Which lines of the entries below run from the one holding "return Ok(());" to the one holding "let mut tag", inclusive? Set down exactly those lines and no others.

"""

//! Numeric helpers shared by the solver, the record writer and the overlay.

pub mod safe_cast;

/// Round to a fixed number of decimals, half away from zero.
///
/// Negative zero is normalised to positive zero so that persisted angles
/// never read `-0.000`.
#[must_use]
pub fn round_to_decimals(value: f64, decimals: i32) -> f64 {
    let scale = 10f64.powi(decimals);
    let rounded = (value * scale).round() / scale;
    if rounded == 0.0 {
        0.0
    } else {
        rounded
    }
}

#[cfg(test)]
mod tests {
    use super::*;

    #[test]
    fn test_round_to_decimals() {
        assert_eq!(round_to_decimals(1.234_56, 3), 1.235);
        assert_eq!(round_to_decimals(-1.234_44, 3), -1.234);
        assert_eq!(round_to_decimals(2.0, 3), 2.0);
        assert_eq!(round_to_decimals(0.000_6, 3), 0.001);
    }

    #[test]
    fn test_round_to_decimals_negative_zero() {
        let rounded = round_to_decimals(-0.000_2, 3);
        assert_eq!(rounded, 0.0);
        assert!(rounded.is_sign_positive());
        assert_eq!(format!("{rounded:.3}"), "0.000");
    }

    #[test]
    fn test_round_to_decimals_non_finite() {
        assert!(round_to_decimals(f64::NAN, 3).is_nan());
        assert_eq!(round_to_decimals(f64::INFINITY, 3), f64::INFINITY);
    }
}
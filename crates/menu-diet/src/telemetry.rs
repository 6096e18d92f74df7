use crate::config::TelemetryConfig;
use std::fmt;
use tracing_subscriber::filter::ParseError;
use tracing_subscriber::EnvFilter;

#[derive(Debug)]
pub enum TelemetryError {
    EnvFilter { value: String, source: ParseError },
    Subscriber(Box<dyn std::error::Error + Send + Sync>),
}

impl fmt::Display for TelemetryError {
    fn fmt(&self, f: &mut fmt::Formatter<'_>) -> fmt::Result {
        match self {
            TelemetryError::EnvFilter { value, .. } => {
                write!(
                    f,
                    "invalid log level/filter '{}': unable to build EnvFilter",
                    value
                )
            }
            TelemetryError::Subscriber(err) => write!(f, "telemetry error: {err}"),
        }
    }
}

impl std::error::Error for TelemetryError {
    fn source(&self) -> Option<&(dyn std::error::Error + 'static)> {
        match self {
            TelemetryError::EnvFilter { source, .. } => Some(source),
            TelemetryError::Subscriber(err) => Some(&**err),
        }
    }
}

/// Crates whose events follow the configured level; everything else is held at `warn`.
const ENGINE_TARGETS: &[&str] = &["menu_diet", "menu_diet_cli"];

/// Expand a bare level such as `debug` into per-target directives for the engine crates.
/// Values that already carry directives (`menu_diet::diet=trace,info`) are used as given.
pub fn default_directives(log_level: &str) -> String {
    let level = log_level.trim();
    if level.contains('=') || level.contains(',') {
        return level.to_string();
    }

    let mut directives = vec!["warn".to_string()];
    directives.extend(ENGINE_TARGETS.iter().map(|target| format!("{target}={level}")));
    directives.join(",")
}

fn build_filter(log_level: &str) -> Result<EnvFilter, TelemetryError> {
    let directives = default_directives(log_level);
    EnvFilter::try_new(&directives).map_err(|source| TelemetryError::EnvFilter {
        value: directives,
        source,
    })
}

/// Install the global subscriber. Logs go to stderr so CLI JSON output stays parseable.
/// `RUST_LOG` takes precedence over the configured level.
pub fn init(config: &TelemetryConfig) -> Result<(), TelemetryError> {
    let env_filter = match EnvFilter::try_from_default_env() {
        Ok(filter) => filter,
        Err(_) => build_filter(&config.log_level)?,
    };

    tracing_subscriber::fmt()
        .with_env_filter(env_filter)
        .with_writer(std::io::stderr)
        .with_target(true)
        .compact()
        .with_ansi(false)
        .try_init()
        .map_err(TelemetryError::Subscriber)
}
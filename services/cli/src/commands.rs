use crate::snapshot::RestaurantSnapshot;
use clap::Args;
use menu_diet::config::{AppConfig, EngineSettings};
use menu_diet::diet::{ConfidenceLevel, DietInference, DietTag, MenuItemRepository};
use menu_diet::error::AppError;
use menu_diet::{DietSuitabilityService, EvidenceScorer, RuleRegistry, ENGINE_VERSION};
use serde::Serialize;
use std::path::PathBuf;
use std::sync::Arc;
use tracing::info;

#[derive(Args, Debug)]
pub(crate) struct ScoreArgs {
    /// Restaurant snapshot (JSON) with tags, menu items, and overrides
    #[arg(long)]
    pub(crate) snapshot: PathBuf,
    /// Optional menu CSV export replacing the snapshot's menu items
    #[arg(long)]
    pub(crate) menu_csv: Option<PathBuf>,
    /// Only print results for this tag key
    #[arg(long)]
    pub(crate) tag: Option<String>,
    /// Skip the subdiet inheritance pass regardless of configuration
    #[arg(long)]
    pub(crate) no_inherit: bool,
    /// Print compact summaries instead of full evidence trails
    #[arg(long)]
    pub(crate) summary: bool,
}

#[derive(Args, Debug)]
pub(crate) struct SuitabilityArgs {
    /// Restaurant snapshot (JSON) with tags, menu items, and overrides
    #[arg(long)]
    pub(crate) snapshot: PathBuf,
    /// Optional menu CSV export replacing the snapshot's menu items
    #[arg(long)]
    pub(crate) menu_csv: Option<PathBuf>,
    /// Print one line per tag instead of JSON
    #[arg(long)]
    pub(crate) lines: bool,
}

#[derive(Args, Debug)]
pub(crate) struct RulesArgs {
    /// Diet tag key, e.g. VEGAN
    pub(crate) key: String,
    /// Extra keywords (JSON array or comma separated) layered on the built-in list
    #[arg(long)]
    pub(crate) keywords: Option<String>,
    /// Extra dish names (JSON array or comma separated)
    #[arg(long)]
    pub(crate) dishes: Option<String>,
    /// Extra allergen exclusions (JSON array or comma separated)
    #[arg(long)]
    pub(crate) allergens: Option<String>,
}

#[derive(Serialize)]
struct ScoreReport<'a, T: Serialize> {
    restaurant_id: &'a str,
    engine_version: &'static str,
    results: Vec<T>,
}

#[derive(Serialize)]
struct ScoreSummary<'a> {
    diet_tag_key: &'a str,
    score: u8,
    confidence: ConfidenceLevel,
    match_ratio: f64,
    matched_item_count: usize,
    excluded_item_count: usize,
}

impl<'a> From<&'a DietInference> for ScoreSummary<'a> {
    fn from(result: &'a DietInference) -> Self {
        Self {
            diet_tag_key: &result.diet_tag_key,
            score: result.score,
            confidence: result.confidence,
            match_ratio: result.reasons.match_ratio,
            matched_item_count: result.matched_item_count(),
            excluded_item_count: result.excluded_item_count(),
        }
    }
}

pub(crate) fn run_score(args: ScoreArgs, config: &AppConfig) -> Result<(), AppError> {
    let ScoreArgs {
        snapshot,
        menu_csv,
        tag,
        no_inherit,
        summary,
    } = args;

    let snapshot = RestaurantSnapshot::load(&snapshot, menu_csv.as_deref())?;
    let item_overrides = snapshot.item_overrides.clone();
    let tags = snapshot.tags.clone();
    let (restaurant, store) = snapshot.into_store()?;
    let items = store.active_menu_items(&restaurant)?;

    let inherit = config.engine.inherit_subdiets && !no_inherit;
    let scorer = EvidenceScorer::new(RuleRegistry::builtin());
    let results: Vec<DietInference> = scorer
        .infer_restaurant(&tags, &items, &item_overrides, inherit)
        .into_iter()
        .filter(|result| {
            tag.as_deref()
                .map_or(true, |key| result.diet_tag_key.eq_ignore_ascii_case(key))
        })
        .collect();

    info!(
        restaurant = %restaurant.0,
        tags = results.len(),
        items = items.len(),
        inherit,
        "scored restaurant menu"
    );

    let rendered = if summary {
        serde_json::to_string_pretty(&ScoreReport {
            restaurant_id: &restaurant.0,
            engine_version: ENGINE_VERSION,
            results: results.iter().map(ScoreSummary::from).collect(),
        })?
    } else {
        serde_json::to_string_pretty(&ScoreReport {
            restaurant_id: &restaurant.0,
            engine_version: ENGINE_VERSION,
            results,
        })?
    };
    println!("{rendered}");
    Ok(())
}

pub(crate) fn run_suitability(args: SuitabilityArgs, config: &AppConfig) -> Result<(), AppError> {
    let SuitabilityArgs {
        snapshot,
        menu_csv,
        lines,
    } = args;

    let snapshot = RestaurantSnapshot::load(&snapshot, menu_csv.as_deref())?;
    let (restaurant, store) = snapshot.into_store()?;
    let service = DietSuitabilityService::new(
        Arc::new(store),
        Arc::new(EvidenceScorer::new(RuleRegistry::builtin())),
        EngineSettings {
            inherit_subdiets: config.engine.inherit_subdiets,
        },
    );

    let records = service.compute_for_restaurant(&restaurant)?;
    let resolved = service.compute_effective_suitability(&restaurant)?;
    info!(
        restaurant = %restaurant.0,
        stored = records.len(),
        "resolved effective suitability"
    );

    if lines {
        println!("Diet suitability for {} (engine {})", restaurant.0, ENGINE_VERSION);
        for entry in &resolved {
            println!("- {}", entry.summary());
        }
        return Ok(());
    }

    println!("{}", serde_json::to_string_pretty(&resolved)?);
    Ok(())
}

pub(crate) fn run_rules(args: RulesArgs) -> Result<(), AppError> {
    let RulesArgs {
        key,
        keywords,
        dishes,
        allergens,
    } = args;

    let registry = RuleRegistry::builtin();
    let mut tag = DietTag::new("cli", key.trim(), key.trim());
    tag.keyword_whitelist = keywords.as_deref().map(DietTag::parse_rule_list).unwrap_or_default();
    tag.dish_whitelist = dishes.as_deref().map(DietTag::parse_rule_list).unwrap_or_default();
    tag.allergen_exclusions = allergens
        .as_deref()
        .map(DietTag::parse_rule_list)
        .unwrap_or_default();

    if !registry.is_known(&tag.key) {
        info!(key = %tag.key, "no built-in rules for key; showing stored lists only");
    }

    let merged = registry.merged_rules(&tag);
    println!("{}", serde_json::to_string_pretty(&merged)?);
    Ok(())
}
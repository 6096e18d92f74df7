use crate::config::ConfigError;
use crate::diet::{MenuImportError, RepositoryError, SuitabilityServiceError};
use crate::telemetry::TelemetryError;
use std::fmt;

/// Aggregate error for hosts wiring config, telemetry, imports, and the service together.
#[derive(Debug)]
pub enum AppError {
    Config(ConfigError),
    Telemetry(TelemetryError),
    Io(std::io::Error),
    Json(serde_json::Error),
    MenuImport(MenuImportError),
    Repository(RepositoryError),
    Suitability(SuitabilityServiceError),
}

impl fmt::Display for AppError {
    fn fmt(&self, f: &mut fmt::Formatter<'_>) -> fmt::Result {
        match self {
            AppError::Config(err) => write!(f, "configuration error: {}", err),
            AppError::Telemetry(err) => write!(f, "telemetry error: {}", err),
            AppError::Io(err) => write!(f, "io error: {}", err),
            AppError::Json(err) => write!(f, "json error: {}", err),
            AppError::MenuImport(err) => write!(f, "menu import error: {}", err),
            AppError::Repository(err) => write!(f, "repository error: {}", err),
            AppError::Suitability(err) => write!(f, "suitability error: {}", err),
        }
    }
}

impl std::error::Error for AppError {
    fn source(&self) -> Option<&(dyn std::error::Error + 'static)> {
        match self {
            AppError::Config(err) => Some(err),
            AppError::Telemetry(err) => Some(err),
            AppError::Io(err) => Some(err),
            AppError::Json(err) => Some(err),
            AppError::MenuImport(err) => Some(err),
            AppError::Repository(err) => Some(err),
            AppError::Suitability(err) => Some(err),
        }
    }
}

impl From<ConfigError> for AppError {
    fn from(value: ConfigError) -> Self {
        Self::Config(value)
    }
}

impl From<TelemetryError> for AppError {
    fn from(value: TelemetryError) -> Self {
        Self::Telemetry(value)
    }
}

impl From<std::io::Error> for AppError {
    fn from(value: std::io::Error) -> Self {
        Self::Io(value)
    }
}

impl From<serde_json::Error> for AppError {
    fn from(value: serde_json::Error) -> Self {
        Self::Json(value)
    }
}

impl From<MenuImportError> for AppError {
    fn from(value: MenuImportError) -> Self {
        Self::MenuImport(value)
    }
}

impl From<RepositoryError> for AppError {
    fn from(value: RepositoryError) -> Self {
        Self::Repository(value)
    }
}

impl From<SuitabilityServiceError> for AppError {
    fn from(value: SuitabilityServiceError) -> Self {
        Self::Suitability(value)
    }
}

"""

> Solution:
        return Ok(());
    }

    println!("{}", serde_json::to_string_pretty(&resolved)?);
    Ok(())
}

pub(crate) fn run_rules(args: RulesArgs) -> Result<(), AppError> {
    let RulesArgs {
        key,
        keywords,
        dishes,
        allergens,
    } = args;

    let registry = RuleRegistry::builtin();
    let mut tag = DietTag::new("cli", key.trim(), key.trim());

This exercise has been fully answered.